GADT Gallery
GADT tutorial part 3 of 3
This final part of the GADT tutorial shows examples of GADTs used in the wild. Check out part 1 (My First GADT) for a basic introduction to GADTs and part 2 (GADT Tips and Tricks) for advanced techniques.
Crowbar
Crowbar is a fuzzing/property-based testing library.
When you use crowbar to test a function you provide generators for each of the function’s parameter. Then crowbar uses to generators to feed a large and varied set of inputs to the function.
The library revolves around the notion of generators. It provides an abstract type for them:
type 'a gen
(** ['a gen] knows how to generate ['a] for use in Crowbar tests. *)
It also provides built-in generators:
val uint8 : int gen
(** [uint8] generates an unsigned byte, ranging from 0 to 255 inclusive. *)
val int8 : int gen
(** [int8] generates a signed byte, ranging from -128 to 127 inclusive. *)
(* etc. *)
Interestingly, it also provides a way to combine multiple generator by means of a GADT.
type ('k, 'res) gens =
| [] : ('res, 'res) gens
| (::) : 'a gen * ('k, 'res) gens -> ('a -> 'k, 'res) gens
(** multiple generators are passed to functions using a listlike syntax.
for example, [map [int; int] (fun a b -> a + b)] *)

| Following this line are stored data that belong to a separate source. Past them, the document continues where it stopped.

pub mod media;
pub mod notes;
pub mod reminders;

use std::path::Path;
use std::time::Duration;

use sqlx::sqlite::{SqliteConnectOptions, SqlitePoolOptions};
use sqlx::SqlitePool;

use crate::error::{AppError, Result};

/// Additive schema creation, run on every open. Three flat tables keyed by
/// auto-increment id, each carrying the owning user; no cross-table keys.
const SCHEMA: [&str; 3] = [
    "CREATE TABLE IF NOT EXISTS notes (
        id INTEGER PRIMARY KEY AUTOINCREMENT,
        owner_id TEXT NOT NULL,
        title TEXT NOT NULL,
        content TEXT NOT NULL,
        category TEXT,
        created_at TEXT NOT NULL,
        last_edited_at TEXT NOT NULL
    )",
    "CREATE TABLE IF NOT EXISTS reminders (
        id INTEGER PRIMARY KEY AUTOINCREMENT,
        owner_id TEXT NOT NULL,
        text TEXT NOT NULL,
        due_at TEXT NOT NULL,
        completed INTEGER NOT NULL DEFAULT 0,
        recurrence TEXT,
        created_at TEXT NOT NULL
    )",
    "CREATE TABLE IF NOT EXISTS media (
        id INTEGER PRIMARY KEY AUTOINCREMENT,
        owner_id TEXT NOT NULL,
        file_ref TEXT NOT NULL,
        kind TEXT NOT NULL,
        caption TEXT,
        file_name TEXT,
        mime_type TEXT,
        uploaded_at TEXT NOT NULL
    )",
];

/// Handle to the persistence store shared across managers.
///
/// Cheap to clone (the pool is reference-counted). A handle created with
/// [`Store::unavailable`] carries no pool; every operation on it fails fast
/// with `StoreUnavailable`, which is how the process keeps running when
/// startup initialization failed.
#[derive(Clone)]
pub struct Store {
    pool: Option<SqlitePool>,
}

impl Store {
    /// Degraded handle used when store initialization failed at startup
    pub fn unavailable() -> Self {
        Store { pool: None }
    }

    pub(crate) fn pool(&self) -> Result<&SqlitePool> {
        self.pool.as_ref().ok_or(AppError::StoreUnavailable)
    }
}

/// Open or create the SQLite store at the given path
///
/// Creates the parent directory and all required tables on first run.
pub async fn open_store(path: impl AsRef<Path>) -> Result<Store> {
    tracing::info!("Opening store at: {:?}", path.as_ref());

    // Create parent directory if it doesn't exist
    if let Some(parent) = path.as_ref().parent() {
        if !parent.as_os_str().is_empty() && !parent.exists() {
            std::fs::create_dir_all(parent).map_err(|e| {
                tracing::error!("Failed to create store directory: {}", e);
                AppError::Io(e)
            })?;
        }
    }

    let options = SqliteConnectOptions::new()
        .filename(path)
        .create_if_missing(true);

    let pool = SqlitePoolOptions::new()
        .max_connections(5)
        .acquire_timeout(Duration::from_secs(10))
        .connect_with(options)
        .await?;

    // Initialize tables on first run
    for statement in SCHEMA {
        sqlx::query(statement).execute(&pool).await?;
    }

    tracing::info!("Store initialized successfully");

    Ok(Store { pool: Some(pool) })
}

val map : ('f, 'a) gens -> 'f -> 'a gen
(** [map gens map_fn] provides a means for creating generators using other
generators' output. For example, one might generate a Char.t from a
{!uint8}:
{[
open Crowbar
let char_gen : Char.t gen = map [uint8] Char.chr
]}
*)
The GADT allows you to pass an arbitrary assortment of generators to
be mapped. For example, the documentation included in the excerpts above
shows both one- and two-generators mapping:
map [uint8] Char.chr
map [int; int] (fun a b -> a + b)
Unsurprisingly, the type for generators is also a GADT, although it is not exposed to users.
Seqes and Lwtreslib
Seqes is a library for
combining the Stdlib.Seq
module with your choice of monad. Interestingly, the library’s tests are
based on a formal description of the Seq
API. This API
description is written out using a GADT which keeps track of both
vanilla (Stdlib) and monadic types.
type (_, _) ty =
| Int : (int, int) ty
| Bool : (bool, bool) ty
| Tup2 : ('va, 'ma) ty * ('vb, 'mb) ty ->
(('va * 'vb), ('ma * 'mb)) ty
| Option : ('v, 'm) ty -> ('v option, 'm option) ty
(* etc. *)
I’ve already written a blog post about testing Seqes which has a lot of details.
Michelson
Michelson is the programming language for the smart contracts on the Tezos blockchain. It is a stack-based programming language with a cleverly optimised interpreter written in OCaml.
Interestingly, one of its intermediate representation has a type system which enforces stack discipline.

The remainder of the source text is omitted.